Gardening with Native Plants: Winter Reading

Red berries on branches of a winterberry shrub.

Winterberry branches and fruit.

December is the first month of meteorological winter and brings the shortest days of the year, often with cold and snow. Gardens are quiet this month, in comparison to movement seen in autumn (seed dispersal and migrations) and potential seen in spring (swelling buds and emerging sprouts). Garden tasks are limited outdoors. Indoor work – including presentations, research, planning, webinars, workshops, and writing – benefits the garden in the quiet season and beyond.
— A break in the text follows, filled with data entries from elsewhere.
use super::{SqliteRepository, sqlite_connection};
use crate::admin::model::Admin;
use crate::admin::repository::AdminRepository;
use crate::database::Connection;
use crate::database::error::DatabaseError;
use crate::types::uuid::Uuid;
use async_trait::async_trait;
use chrono::{DateTime, Utc};
use sqlx::query_as;

#[async_trait]
impl AdminRepository for SqliteRepository {
	async fn get(&self, connection: &mut dyn Connection, admin_uuid: Uuid) -> Result<Option<Admin>, DatabaseError> {
		let connection = sqlite_connection(connection)?;

		query_as(
			r"SELECT uuid, username, password_hash, password_salt, created_at
			FROM admin
			WHERE uuid = ?1",
		)
		.bind(admin_uuid)
		.fetch_optional(connection)
		.await
		.map_err(Into::into)
	}

	async fn get_by_username(
		&self,
		connection: &mut dyn Connection,
		username: &str,
	) -> Result<Option<Admin>, DatabaseError> {
		let connection = sqlite_connection(connection)?;

		query_as(
			r"SELECT uuid, username, password_hash, password_salt, created_at
			FROM admin
			WHERE username = ?1",
		)
		.bind(username)
		.fetch_optional(connection)
		.await
		.map_err(Into::into)
	}

	async fn create(
		&self,
		connection: &mut dyn Connection,
		username: &str,
		password_hash: &str,
		password_salt: &str,
		created_at: DateTime<Utc>,
	) -> Result<Admin, DatabaseError> {
		let connection = sqlite_connection(connection)?;

		let uuid = Uuid::new_v4();
		query_as(
			r"INSERT INTO admin(uuid, username, password_hash, password_salt, created_at)
			VALUES (?1, ?2, ?3, ?4, ?5)
			RETURNING
				uuid,
				username,
				password_hash,
				password_salt,
				created_at",
		)
		.bind(uuid)
		.bind(username)
		.bind(password_hash)
		.bind(password_salt)
		.bind(created_at)
		.fetch_one(connection)
		.await
		.map_err(Into::into)
	}
}
use crate::types::time_of_day::TimeOfDay;
use crate::types::uuid::Uuid;
use chrono::{DateTime, NaiveDate, Utc};
use serde::{Deserialize, Serialize};
use sqlx::FromRow;

#[derive(FromRow, Clone, Debug, PartialEq, Eq)]
pub struct Booking {
	pub uuid: Uuid,
	pub room_uuid: Uuid,
	pub user_name: String,
	pub date: NaiveDate,
	pub start_time: TimeOfDay,
	pub end_time: TimeOfDay,
	pub purpose: Option<String>,
	pub status: BookingStatus,
	pub created_at: DateTime<Utc>,
}

#[derive(FromRow, Clone, Debug, PartialEq, Eq)]
pub struct BookingWithRoomName {
	#[sqlx(flatten)]
	pub booking: Booking,
	pub room_name: String,
}

#[derive(Clone, Debug, PartialEq, Eq)]
pub struct NewBooking {
	pub room_uuid: Uuid,
	pub user_name: String,
	pub date: NaiveDate,
	pub start_time: TimeOfDay,
	pub end_time: TimeOfDay,
	pub purpose: Option<String>,
	pub status: BookingStatus,
	pub created_at: DateTime<Utc>,
}

#[derive(sqlx::Type, Serialize, Deserialize, Clone, Copy, Debug, Default, PartialEq, Eq)]
#[sqlx(type_name = "TEXT")]
#[sqlx(rename_all = "snake_case")]
#[serde(rename_all = "snake_case")]
pub enum BookingStatus {
	#[default]
	Confirmed,
	Cancelled,
	Completed,
}
use crate::admin::AdminService;
use crate::admin::model::Admin;
use crate::booking::{BookingError, BookingService};
use crate::context::ApplicationContext;
use crate::room::{RoomLookupError, RoomService};
use crate::server::rest_api::auth::TokenKeys;
use crate::server::rest_api::error::ApiErrorResponse;
use crate::server::rest_api::error::login::LoginError;
use crate::server::rest_api::models::{
	AdminResponse, AvailabilityQuery, BookingResponse, BookingWithRoomNameResponse, CreateBookingRequest,
	LoginRequest, LoginResponse, MessageResponse, RoomAvailabilityResponse, RoomResponse, UpdateBookingRequest,
};
use crate::server::rest_api::response::Created;
use crate::types::uuid::Uuid;
use crate::utils::time_source::TimeSource;
use axum::extract::rejection::{JsonRejection, QueryRejection};
use axum::extract::{Path, Query, State};
use axum::routing::{get, patch, post};
use axum::{Extension, Json, Router, middleware};
use tracing::info;

pub mod auth;
pub mod error;
pub mod models;
pub mod response;

pub fn rest_api(application_context: ApplicationContext) -> Router<ApplicationContext> {
	let authenticated = Router::new()
		.route("/bookings", get(list_bookings).post(create_booking))
		.route("/bookings/{id}", patch(update_booking).delete(delete_booking))
		.route("/auth/user", get(current_admin))
		.route_layer(middleware::from_fn_with_state(application_context, auth::middleware));

	Router::new()
		.route("/rooms", get(list_rooms))
		.route("/rooms/{id}", get(get_room))
		.route("/rooms/{id}/availability", get(room_availability))
		.route("/auth/login", post(login))
		.route("/auth/logout", post(logout))
		.merge(authenticated)
}

/// Ids that aren't UUIDs can't belong to any record.
fn parse_id<E>(id: &str, not_found: E) -> Result<Uuid, E> {
	id.parse().map_err(|_| not_found)
}

async fn list_rooms(State(rooms): State<RoomService>) -> Result<Json<Vec<RoomResponse>>, ApiErrorResponse> {
	let rooms = rooms.list_with_today_availability().await?;
	Ok(Json(rooms.into_iter().map(Into::into).collect()))
}

async fn get_room(State(rooms): State<RoomService>, Path(id): Path<String>) -> Result<Json<RoomResponse>, ApiErrorResponse> {
	let room_uuid = parse_id(&id, RoomLookupError::NotFound)?;
	let room = rooms.get(room_uuid).await?;
	Ok(Json(room.into()))
}

async fn room_availability(
	State(rooms): State<RoomService>,
	Path(id): Path<String>,
	query: Result<Query<AvailabilityQuery>, QueryRejection>,
) -> Result<Json<RoomAvailabilityResponse>, ApiErrorResponse> {
	let room_uuid = parse_id(&id, RoomLookupError::NotFound)?;
	let Query(AvailabilityQuery { date }) = query?;

	let (date, slots) = rooms.availability(room_uuid, date).await?;
	Ok(Json(RoomAvailabilityResponse {
		room_id: room_uuid,
		date,
		slots: slots.into_iter().map(Into::into).collect(),
	}))
}

async fn list_bookings(
	State(bookings): State<BookingService>,
) -> Result<Json<Vec<BookingWithRoomNameResponse>>, ApiErrorResponse> {
	let bookings = bookings.list().await?;
	Ok(Json(bookings.into_iter().map(Into::into).collect()))
}

async fn create_booking(
	State(bookings): State<BookingService>,
	request: Result<Json<CreateBookingRequest>, JsonRejection>,
) -> Result<Created<BookingResponse>, ApiErrorResponse> {
	let Json(request) = request?;
	let booking = bookings.create(request.into()).await?;
	Ok(Created(booking.into()))
}

async fn update_booking(
	State(bookings): State<BookingService>,
	Path(id): Path<String>,
	request: Result<Json<UpdateBookingRequest>, JsonRejection>,
) -> Result<Json<BookingResponse>, ApiErrorResponse> {
	let booking_uuid = parse_id(&id, BookingError::NotFound)?;
	let Json(request) = request?;
	let booking = bookings.update(booking_uuid, request.into()).await?;
	Ok(Json(booking.into()))
}

async fn delete_booking(
	State(bookings): State<BookingService>,
	Path(id): Path<String>,
) -> Result<Json<MessageResponse>, ApiErrorResponse> {
	let booking_uuid = parse_id(&id, BookingError::NotFound)?;
	bookings.remove(booking_uuid).await?;
	Ok(Json(MessageResponse::new("Booking deleted successfully")))
}

async fn login(
	State(admins): State<AdminService>,
	State(token_keys): State<TokenKeys>,
	State(time_source): State<TimeSource>,
	request: Result<Json<LoginRequest>, JsonRejection>,
) -> Result<Json<LoginResponse>, ApiErrorResponse> {
	let Json(LoginRequest { username, password }) = request.map_err(|_| LoginError::MissingCredentials)?;
	if username.is_empty() || password.is_empty() {
		return Err(LoginError::MissingCredentials.into());
	}

	let admin = admins
		.authenticate(&username, &password)
		.await
		.map_err(LoginError::from)?
		.ok_or(LoginError::InvalidCredentials)?;
	let token = token_keys.issue(&admin, time_source.now()).map_err(LoginError::from)?;

	info!("Admin '{}' logged in", admin.username);
	Ok(Json(LoginResponse {
		id: admin.uuid,
		username: admin.username,
		token,
	}))
}

async fn logout() -> Json<MessageResponse> {
	Json(MessageResponse::new("Logged out successfully"))
}

async fn current_admin(Extension(admin): Extension<Admin>) -> Json<AdminResponse> {
	Json(admin.into())
}
use crate::types::uuid::Uuid;
use chrono::{DateTime, Utc};
use sqlx::FromRow;
use typed_builder::TypedBuilder;

#[derive(FromRow, Clone, Debug, PartialEq, Eq)]
pub struct Room {
	pub uuid: Uuid,
	pub name: String,
	pub building: String,
	pub floor: String,
	pub capacity: i64,
	pub image_url: String,
	#[sqlx(json)]
	pub equipment: Vec<String>,
	pub is_accessible: bool,
	pub description: Option<String>,
	pub created_at: DateTime<Utc>,
}

#[derive(TypedBuilder, Clone, Debug, PartialEq, Eq)]
#[builder(field_defaults(setter(into)))]
pub struct NewRoom {
	pub name: String,
	pub building: String,
	pub floor: String,
	pub capacity: i64,
	pub image_url: String,
	#[builder(default)]
	pub equipment: Vec<String>,
	#[builder(default)]
	pub is_accessible: bool,
	#[builder(default, setter(strip_option))]
	pub description: Option<String>,
}
use crate::room::RoomLookupError;
use crate::server::rest_api::error::ApiErrorResponse;
use axum::http::StatusCode;

impl From<RoomLookupError> for ApiErrorResponse {
	fn from(error: RoomLookupError) -> Self {
		match error {
			RoomLookupError::NotFound => {
				ApiErrorResponse::new("room-not-found", StatusCode::NOT_FOUND, error.to_string())
			}
			RoomLookupError::Database(error) => error.into(),
		}
	}
}
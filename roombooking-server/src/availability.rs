//! Booking conflict detection and the hourly availability grid.
//!
//! Everything in here is pure: callers fetch the bookings and decide what a
//! conflict means for them.

use crate::booking::model::{Booking, BookingStatus};
use crate::types::time_of_day::TimeOfDay;
use crate::types::uuid::Uuid;
use chrono::NaiveDate;

/// Hour of the first slot shown in the daily grid.
pub const FIRST_SLOT_HOUR: u8 = 9;
/// Hour of the last slot shown in the daily grid, the slot ends an hour later.
pub const LAST_SLOT_HOUR: u8 = 16;

/// Half-open range `[start, end)` of a single day, never empty.
#[derive(Debug, Clone, Copy, PartialEq, Eq)]
pub struct TimeRange {
	start: TimeOfDay,
	end: TimeOfDay,
}

impl TimeRange {
	/// Returns `None` unless `start < end`.
	pub fn new(start: TimeOfDay, end: TimeOfDay) -> Option<Self> {
		(start < end).then_some(Self { start, end })
	}

	pub fn start(self) -> TimeOfDay {
		self.start
	}

	pub fn end(self) -> TimeOfDay {
		self.end
	}

	/// Ranges that merely touch (one ends when the other starts) don't overlap.
	pub fn overlaps(self, other: TimeRange) -> bool {
		self.start < other.end && other.start < self.end
	}
}

#[derive(Debug, Clone, Copy, PartialEq, Eq)]
pub struct TimeSlot {
	pub time: TimeOfDay,
	pub available: bool,
}

impl Booking {
	pub fn time_range(&self) -> TimeRange {
		TimeRange {
			start: self.start_time,
			end: self.end_time,
		}
	}

	/// Whether this booking keeps others from using `room_uuid` on `date`.
	fn blocks(&self, room_uuid: Uuid, date: NaiveDate) -> bool {
		self.room_uuid == room_uuid && self.date == date && self.status == BookingStatus::Confirmed
	}
}

/// Checks `requested` against every confirmed booking of the same room on the same date.
pub fn is_available(room_uuid: Uuid, date: NaiveDate, requested: TimeRange, existing_bookings: &[Booking]) -> bool {
	!existing_bookings
		.iter()
		.filter(|booking| booking.blocks(room_uuid, date))
		.any(|booking| booking.time_range().overlaps(requested))
}

/// One slot per full hour from 09:00 up to and including 16:00.
pub fn daily_availability(room_uuid: Uuid, date: NaiveDate, existing_bookings: &[Booking]) -> Vec<TimeSlot> {
	(FIRST_SLOT_HOUR..=LAST_SLOT_HOUR)
		.map(|hour| {
			let slot = TimeRange {
				start: TimeOfDay::on_the_hour(hour),
				end: TimeOfDay::on_the_hour(hour + 1),
			};
			TimeSlot {
				time: slot.start,
				available: is_available(room_uuid, date, slot, existing_bookings),
			}
		})
		.collect()
}
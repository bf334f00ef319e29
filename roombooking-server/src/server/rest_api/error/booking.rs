use crate::booking::BookingError;
use crate::server::rest_api::error::ApiErrorResponse;
use axum::http::StatusCode;

impl From<BookingError> for ApiErrorResponse {
	fn from(error: BookingError) -> Self {
		use BookingError::*;
		match error {
			InvalidTimeRange => {
				ApiErrorResponse::new("booking-invalid-time-range", StatusCode::BAD_REQUEST, error.to_string())
			}
			UnknownRoom => ApiErrorResponse::new("booking-unknown-room", StatusCode::BAD_REQUEST, error.to_string()),
			Conflict => ApiErrorResponse::new("booking-conflict", StatusCode::CONFLICT, error.to_string()),
			NotFound => ApiErrorResponse::new("booking-not-found", StatusCode::NOT_FOUND, error.to_string()),
			Database(error) => error.into(),
		}
	}
}
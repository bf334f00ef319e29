use chrono::{DateTime, NaiveDate, Utc};
use parking_lot::Mutex;
use std::sync::Arc;

/// Source of the current time.
///
/// Defaults to the system clock, tests can substitute a fixed clock that only moves when told to.
#[derive(Clone, Default)]
pub struct TimeSource {
	test_time: Option<Arc<Mutex<DateTime<Utc>>>>,
}

impl TimeSource {
	#[cfg(test)]
	pub fn test(start: DateTime<Utc>) -> Self {
		Self {
			test_time: Some(Arc::new(Mutex::new(start))),
		}
	}

	pub fn now(&self) -> DateTime<Utc> {
		match &self.test_time {
			None => Utc::now(),
			Some(test_time) => *test_time.lock(),
		}
	}

	/// The current calendar date in UTC.
	pub fn today(&self) -> NaiveDate {
		self.now().date_naive()
	}

	#[cfg(test)]
	pub fn advance_time(&self, by: chrono::TimeDelta) {
		let mut test_time = self
			.test_time
			.as_ref()
			.expect("Can only be called in test mode.")
			.lock();
		*test_time += by;
	}
}
use serde::{Deserialize, Serialize};
use sqlx::encode::IsNull;
use sqlx::error::BoxDynError;
use sqlx::{Database, Decode, Encode};
use std::str::FromStr;

/// Identifier of rooms, bookings and admins.
///
/// Stored as a 16 byte blob, serialized as the hyphenated string form in JSON.
#[derive(
	derive_more::From,
	derive_more::Into,
	derive_more::Deref,
	derive_more::Display,
	Serialize,
	Deserialize,
	Debug,
	Clone,
	Copy,
	PartialEq,
	Eq,
	PartialOrd,
	Ord,
	Hash,
)]
#[serde(transparent)]
pub struct Uuid(uuid::Uuid);

impl Uuid {
	pub fn new_v4() -> Self {
		Self(uuid::Uuid::new_v4())
	}
}

impl FromStr for Uuid {
	type Err = uuid::Error;

	fn from_str(text: &str) -> Result<Self, Self::Err> {
		uuid::Uuid::parse_str(text).map(Uuid)
	}
}

impl<'r, Db> Decode<'r, Db> for Uuid
where
	Db: Database,
	uuid::Uuid: Decode<'r, Db>,
{
	fn decode(value: <Db as Database>::ValueRef<'r>) -> Result<Self, BoxDynError> {
		uuid::Uuid::decode(value).map(Uuid)
	}
}

impl<'q, Db> Encode<'q, Db> for Uuid
where
	Db: Database,
	uuid::Uuid: Encode<'q, Db>,
{
	fn encode_by_ref(&self, buffer: &mut <Db as Database>::ArgumentBuffer<'q>) -> Result<IsNull, BoxDynError> {
		self.0.encode_by_ref(buffer)
	}
}

impl<Db> sqlx::Type<Db> for Uuid
where
	Db: Database,
	uuid::Uuid: sqlx::Type<Db>,
{
	fn type_info() -> Db::TypeInfo {
		uuid::Uuid::type_info()
	}

	fn compatible(type_info: &Db::TypeInfo) -> bool {
		uuid::Uuid::compatible(type_info)
	}
}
At the Arboretum, the concept of “land” has a long history and rich meaning. Land includes plants, animals, waters, soils, people – every component of the biotic and abiotic system. The theme of land connections runs through gardening, restoration, research, and education work here. Familiar examples include connections between plants and pollinators, trees and fungi, nodes of food webs, climate change and species distribution, and humans and land stewardship practices.  Each of these, and many others, involve connections that are unknown or little understood.

Robin Wall Kimmerer’s much-anticipated new book, The Serviceberry: Abundance and Reciprocity in the Natural World, was released just before this newsletter deadline. This well-written book is at the top of many winter reading lists. It asks us to rethink economies and explore human choices, actions, and perspectives in relation to stewardship and care for land, community, and planet.

In a detailed example of science serving the public interest, a recent report from the National Academies Press, Exploring Linkages Between Soil Health and Human Health (available as a free PDF), explores land connections related to living soils. Report contributors span a wide range of expertise: the Board on Agriculture and Natural Resources; Food and Nutrition Board; Division on Earth and Life Studies; and the Health and Medicine Division. They based their work on the “One Health concept – that is, the health of humans, other animals, plants, and the wider environment are linked and interdependent.” However, until now, One Health had considered soil as essential for producing food, but not its broader roles in climate regulation, in reducing contaminants, as a source of antibiotics, or as an origin of foodborne pathogens, all of which affect health of other organisms.

Agricultural practices used for decades in larger cropping systems to maximize crop yields have led to poor soil health on farms (significant erosion, loss of soil organic matter, poor soil structure, reduced microbial communities). They also had broader negative effects, damaging human health and the environment (water and air pollution, increased greenhouse gas emissions, and biodiversity loss). Practices that improve soil health (e.g., low till, soybean rotation) may address these problems. The National Academies Press report focuses on what is known about interconnections of microbiomes across soil, plants, humans, and other animals, including how they may improve soil health, food nutrient density, and human health.

Among the many relationships described in the report, I highlight the effects of climate change on soil health and how soil, plant, herbivore, and carnivore microbiomes interact (in Chapter 2); the relationship of healthy soils to climate regulation and the water cycle (in Chapter 3); four soil health principles in agriculture and effects of pesticides on soil biota (in Chapter 4); research and monitoring needed to deal with legacy and novel contaminants (especially in combination) and soils’ capacity for bioremediation (in Chapter 6); and microbiome features that infer health in human and soil systems and knowledge gaps (in Chapter 7).

While not an easy read, this report allows the reader to explore basic ideas or dig deeper, and to learn and appreciate connections between land, management, and health. More broadly, it demonstrates the importance of science to bring understanding we do not yet have about land that is, and sustains, life.

Several brief resources related to these land connections are available on the Arboretum website.

As this cold and dark month sets in, during quiet time that spans reflection, anticipation, and connections, let’s read!